The result should be every line in the data below that carries the string "migrated".

(Saved data entries)
==================================================
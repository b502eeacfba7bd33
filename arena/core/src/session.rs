//! Session State Machine
//!
//! [`Session`] is the canonical record of one evaluation run as seen by the
//! client. [`SessionMachine`] owns it and is the only thing that changes it:
//! every mutation is either a caller command (`begin`, `reset`) or a
//! transport event passed through [`SessionMachine::apply`].
//!
//! # Lifecycle
//!
//! ```text
//!            begin()                first event          terminal event
//!   Idle ───────────────▶ Pending ─────────────▶ Running ───────────────▶ Completed
//!    ▲                      │  ▲                    │                     Failed
//!    │                      │  └── migrate ◀────────┘ (socket broke)
//!    └──────── reset() ─────┴──────────── from any state ─────────────────────┘
//! ```
//!
//! Every `begin`, `reset` and migration moves to a new [`Generation`]. Events
//! stamped with an older generation are dropped, as is anything arriving
//! after a terminal status.

use std::collections::BTreeMap;
use std::fmt;

use thiserror::Error;

use crate::evaluation::{EvalStatus, Evaluation, EvaluationRequest};
use crate::events::{EventKind, Generation, TransportEvent, TransportKind};
use crate::streaming::{ModelStreamState, TokenMultiplexer};

/// Error shown when the backend reports a job as failed without detail
pub const SERVER_FAILED_MESSAGE: &str = "The evaluation failed on the server.";

/// Error shown when the polling budget runs out
#[must_use]
pub fn poll_timeout_message(attempts: u32) -> String {
    format!("Polling timed out after {attempts} status checks. The evaluation may still finish; look it up by id later.")
}

// ============================================================================
// Session
// ============================================================================

/// Where a session is in its lifecycle
#[derive(Clone, Copy, Debug, Default, PartialEq, Eq, Hash)]
pub enum SessionStatus {
    /// Nothing submitted
    #[default]
    Idle,
    /// Submitted, no transport event yet
    Pending,
    /// Transport events are arriving
    Running,
    /// Finished with a result
    Completed,
    /// Finished with an error
    Failed,
}

impl SessionStatus {
    /// `Completed` or `Failed`
    #[must_use]
    pub fn is_terminal(&self) -> bool {
        matches!(self, Self::Completed | Self::Failed)
    }

    /// `Pending` or `Running`
    #[must_use]
    pub fn is_active(&self) -> bool {
        matches!(self, Self::Pending | Self::Running)
    }

    /// Lowercase name
    #[must_use]
    pub fn as_str(&self) -> &'static str {
        match self {
            Self::Idle => "idle",
            Self::Pending => "pending",
            Self::Running => "running",
            Self::Completed => "completed",
            Self::Failed => "failed",
        }
    }
}

impl fmt::Display for SessionStatus {
    fn fmt(&self, f: &mut fmt::Formatter<'_>) -> fmt::Result {
        f.write_str(self.as_str())
    }
}

/// Snapshot of one evaluation run
#[derive(Clone, Debug, Default, PartialEq)]
pub struct Session {
    status: SessionStatus,
    evaluation: Option<Evaluation>,
    token_buffers: TokenMultiplexer,
    model_states: BTreeMap<String, ModelStreamState>,
    error: Option<String>,
    generation: Generation,
    transport: Option<TransportKind>,
    migrated: bool,
}

impl Session {
    fn idle(generation: Generation) -> Self {
        Self {
            generation,
            ..Self::default()
        }
    }

    /// Lifecycle status
    #[must_use]
    pub fn status(&self) -> SessionStatus {
        self.status
    }

    /// Job as last reported; `None` while idle or before the first report
    #[must_use]
    pub fn evaluation(&self) -> Option<&Evaluation> {
        self.evaluation.as_ref()
    }

    /// Partial text per model while streaming
    #[must_use]
    pub fn token_buffers(&self) -> &TokenMultiplexer {
        &self.token_buffers
    }

    /// Partial text for one model; empty if none arrived
    #[must_use]
    pub fn tokens_for(&self, model_id: &str) -> &str {
        self.token_buffers.get(model_id)
    }

    /// Per-model stream progress, ordered by model id
    #[must_use]
    pub fn model_states(&self) -> &BTreeMap<String, ModelStreamState> {
        &self.model_states
    }

    /// Failure description; only set when `Failed`
    #[must_use]
    pub fn error(&self) -> Option<&str> {
        self.error.as_deref()
    }

    /// Current generation
    #[must_use]
    pub fn generation(&self) -> Generation {
        self.generation
    }

    /// Transport currently feeding this session
    #[must_use]
    pub fn transport(&self) -> Option<TransportKind> {
        self.transport
    }

    /// Whether this run moved from streaming to polling
    #[must_use]
    pub fn migrated(&self) -> bool {
        self.migrated
    }
}

/// Caller misuse, rejected before any transport is touched
#[derive(Clone, Debug, PartialEq, Eq, Error)]
pub enum SessionError {
    /// A session is already pending or running
    #[error("an evaluation is already {0}")]
    Busy(SessionStatus),
    /// The controller task is no longer running
    #[error("session controller has stopped")]
    ControllerStopped,
}

// ============================================================================
// Machine
// ============================================================================

/// What the controller must do after an event was applied
#[derive(Clone, Copy, Debug, PartialEq, Eq)]
pub enum Effect {
    /// Nothing beyond publishing the new snapshot
    None,
    /// The run is over; release the transport
    Finish,
    /// The socket failed; close it, then poll under `generation`
    Migrate {
        /// Generation the polling adapter must be started with
        generation: Generation,
    },
}

/// The only writer of [`Session`]
#[derive(Debug, Default)]
pub struct SessionMachine {
    session: Session,
    request: Option<EvaluationRequest>,
}

impl SessionMachine {
    /// A machine in `Idle`
    #[must_use]
    pub fn new() -> Self {
        Self::default()
    }

    /// Current snapshot
    #[must_use]
    pub fn session(&self) -> &Session {
        &self.session
    }

    /// Request of the current run, kept unmodified for migration
    #[must_use]
    pub fn request(&self) -> Option<&EvaluationRequest> {
        self.request.as_ref()
    }

    /// Start a new run on `transport`
    ///
    /// # Errors
    ///
    /// Returns `SessionError::Busy` while another run is pending or running.
    pub fn begin(
        &mut self,
        request: EvaluationRequest,
        transport: TransportKind,
    ) -> Result<Generation, SessionError> {
        if self.session.status.is_active() {
            return Err(SessionError::Busy(self.session.status));
        }

        let generation = self.session.generation.next();
        let model_states = match transport {
            TransportKind::Streaming => request
                .models
                .iter()
                .map(|model| (model.clone(), ModelStreamState::Waiting))
                .collect(),
            TransportKind::Polling => BTreeMap::new(),
        };
        self.session = Session {
            status: SessionStatus::Pending,
            model_states,
            generation,
            transport: Some(transport),
            ..Session::default()
        };
        self.request = Some(request);
        tracing::info!(%generation, %transport, "Evaluation submitted");
        Ok(generation)
    }

    /// Return to `Idle` under a fresh generation
    pub fn reset(&mut self) -> Generation {
        let generation = self.session.generation.next();
        if self.session.status != SessionStatus::Idle {
            tracing::info!(%generation, from = %self.session.status, "Session reset");
        }
        self.session = Session::idle(generation);
        self.request = None;
        generation
    }

    /// Apply one transport event
    ///
    /// Events from another generation, and events arriving after a terminal
    /// status, leave the session untouched.
    pub fn apply(&mut self, event: TransportEvent) -> Effect {
        if event.generation != self.session.generation {
            tracing::trace!(
                event_generation = %event.generation,
                current = %self.session.generation,
                event = event.kind.name(),
                "Dropping stale event"
            );
            return Effect::None;
        }
        if !self.session.status.is_active() {
            tracing::trace!(status = %self.session.status, event = event.kind.name(), "Dropping event for settled session");
            return Effect::None;
        }
        let Some(request) = self.request.take() else {
            return Effect::None;
        };
        let effect = self.transition(&request, event.source, event.kind);
        self.request = Some(request);
        effect
    }

    fn transition(
        &mut self,
        request: &EvaluationRequest,
        source: TransportKind,
        kind: EventKind,
    ) -> Effect {
        match kind {
            EventKind::Started { evaluation_id, .. } => {
                self.mark_running();
                match self.session.evaluation.as_mut() {
                    Some(evaluation) => evaluation.id = evaluation_id,
                    None => {
                        tracing::info!(generation = %self.session.generation, %evaluation_id, "Evaluation started");
                        self.session.evaluation =
                            Some(Evaluation::skeleton(evaluation_id, request));
                    }
                }
                Effect::None
            }
            EventKind::ModelStreamStarted { model_id } => {
                self.mark_running();
                self.set_model_state(request, model_id, ModelStreamState::Streaming);
                Effect::None
            }
            EventKind::Token { model_id, fragment } => {
                self.mark_running();
                if !request.includes_model(&model_id) {
                    tracing::debug!(%model_id, "Dropping token for a model outside the request");
                    return Effect::None;
                }
                self.session.token_buffers.append(&model_id, &fragment);
                if let Some(state @ ModelStreamState::Waiting) =
                    self.session.model_states.get_mut(&model_id)
                {
                    *state = ModelStreamState::Streaming;
                }
                Effect::None
            }
            EventKind::ModelStreamFinished {
                model_id,
                latency_ms,
                token_count,
                arabic_metrics,
            } => {
                self.mark_running();
                let state = ModelStreamState::Finished {
                    latency_ms,
                    token_count,
                    arabic_metrics,
                };
                self.set_model_state(request, model_id, state);
                Effect::None
            }
            EventKind::ModelStreamFailed { model_id, error } => {
                self.mark_running();
                tracing::warn!(%model_id, %error, "Model stream failed");
                self.set_model_state(request, model_id, ModelStreamState::Failed { error });
                Effect::None
            }
            EventKind::Completed(payload) => {
                let mut evaluation = self.session.evaluation.take().unwrap_or_else(|| {
                    Evaluation::skeleton(payload.resolved_id().unwrap_or_default(), request)
                });
                payload.overlay_onto(&mut evaluation);
                self.complete(evaluation);
                Effect::Finish
            }
            EventKind::Failed { message } => {
                self.fail(message);
                Effect::Finish
            }
            EventKind::TransportFailure { reason } => {
                if source == TransportKind::Streaming && !self.session.migrated {
                    self.migrate(&reason)
                } else {
                    self.fail(format!("Connection to the evaluation service failed: {reason}"));
                    Effect::Finish
                }
            }
            EventKind::Created(evaluation) | EventKind::PollResult { evaluation, .. } => {
                self.install_snapshot(*evaluation)
            }
            EventKind::PollBudgetExhausted { attempts } => {
                self.fail(poll_timeout_message(attempts));
                Effect::Finish
            }
        }
    }

    fn mark_running(&mut self) {
        if self.session.status == SessionStatus::Pending {
            self.session.status = SessionStatus::Running;
        }
    }

    fn set_model_state(
        &mut self,
        request: &EvaluationRequest,
        model_id: String,
        state: ModelStreamState,
    ) {
        if request.includes_model(&model_id) {
            self.session.model_states.insert(model_id, state);
        } else {
            tracing::debug!(%model_id, "Ignoring stream state for a model outside the request");
        }
    }

    fn install_snapshot(&mut self, mut evaluation: Evaluation) -> Effect {
        match evaluation.status {
            EvalStatus::Completed => {
                self.complete(evaluation);
                Effect::Finish
            }
            EvalStatus::Failed => {
                self.session.evaluation = Some(evaluation);
                self.fail(SERVER_FAILED_MESSAGE.to_string());
                Effect::Finish
            }
            EvalStatus::Pending | EvalStatus::Running => {
                evaluation.status = EvalStatus::Running;
                self.session.status = SessionStatus::Running;
                self.session.evaluation = Some(evaluation);
                Effect::None
            }
        }
    }

    fn complete(&mut self, evaluation: Evaluation) {
        tracing::info!(
            generation = %self.session.generation,
            evaluation_id = %evaluation.id,
            winner = evaluation.winner_model_id.as_deref().unwrap_or("-"),
            "Evaluation completed"
        );
        self.session.status = SessionStatus::Completed;
        self.session.evaluation = Some(evaluation);
        self.settle();
    }

    fn fail(&mut self, message: String) {
        tracing::warn!(generation = %self.session.generation, error = %message, "Evaluation failed");
        self.session.status = SessionStatus::Failed;
        if let Some(evaluation) = self.session.evaluation.as_mut() {
            evaluation.status = EvalStatus::Failed;
        }
        self.session.error = Some(message);
        self.settle();
    }

    fn settle(&mut self) {
        self.session.token_buffers.clear();
        self.session.transport = None;
    }

    fn migrate(&mut self, reason: &str) -> Effect {
        let generation = self.session.generation.next();
        tracing::warn!(
            from = %self.session.generation,
            to = %generation,
            %reason,
            "Streaming failed, falling back to polling"
        );
        self.session = Session {
            status: SessionStatus::Pending,
            generation,
            transport: Some(TransportKind::Polling),
            migrated: true,
            ..Session::default()
        };
        Effect::Migrate { generation }
    }
}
==================================================
**EXERCISE OUTPUT:**
    migrated: bool,
    pub fn migrated(&self) -> bool {
        self.migrated
                if source == TransportKind::Streaming && !self.session.migrated {
            migrated: true,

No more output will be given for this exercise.